• WORK ORDER
What's required is a verbatim printout of all the data.

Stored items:
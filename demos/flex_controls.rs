//! Drive the FLUX.2 [flex] endpoint with guidance and steps, then print
//! the node registry the editor consumes.
//!
//! ```sh
//! BFL_API_KEY=... cargo run --example flex_controls
//! ```

use flux2_nodes::{node_specs, Flux2Client, Flux2Config, NodeInputs, NodeOutcome, NodeType};

fn main() -> std::result::Result<(), Box<dyn std::error::Error>> {
    env_logger::init();

    // What the editor sees for each node type.
    for spec in node_specs() {
        println!(
            "{} ({}) — {} inputs",
            spec.type_name,
            spec.display_name,
            spec.inputs.len()
        );
    }
    println!("{}", serde_json::to_string_pretty(&node_specs())?);

    let client = Flux2Client::new(Flux2Config::from_env_file(".env"));
    let inputs = NodeInputs::new("a clockwork hummingbird, macro photo")
        .size(1024, 1024)
        .guidance(6.0)
        .steps(28);

    match NodeType::Flux2FlexTextToImage.execute(&client, &inputs) {
        NodeOutcome::Image { tensor, url, seed } => {
            println!("Got {}x{} image (seed {})", tensor.width, tensor.height, seed);
            println!("Signed URL: {}", url);
        }
        NodeOutcome::Rejected(reason) => eprintln!("{}", reason),
    }

    Ok(())
}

• RESPONSE TO THIS EXERCISE
filename demos/flex_controls.rs
//! Drive the FLUX.2 [flex] endpoint with guidance and steps, then print
//! the node registry the editor consumes.
//!
//! ```sh
//! BFL_API_KEY=... cargo run --example flex_controls
//! ```

use flux2_nodes::{node_specs, Flux2Client, Flux2Config, NodeInputs, NodeOutcome, NodeType};

fn main() -> std::result::Result<(), Box<dyn std::error::Error>> {
    env_logger::init();

    // What the editor sees for each node type.
    for spec in node_specs() {
        println!(
            "{} ({}) — {} inputs",
            spec.type_name,
            spec.display_name,
            spec.inputs.len()
        );
    }
    println!("{}", serde_json::to_string_pretty(&node_specs())?);

    let client = Flux2Client::new(Flux2Config::from_env_file(".env"));
    let inputs = NodeInputs::new("a clockwork hummingbird, macro photo")
        .size(1024, 1024)
        .guidance(6.0)
        .steps(28);

    match NodeType::Flux2FlexTextToImage.execute(&client, &inputs) {
        NodeOutcome::Image { tensor, url, seed } => {
            println!("Got {}x{} image (seed {})", tensor.width, tensor.height, seed);
            println!("Signed URL: {}", url);
        }
        NodeOutcome::Rejected(reason) => eprintln!("{}", reason),
    }

    Ok(())
}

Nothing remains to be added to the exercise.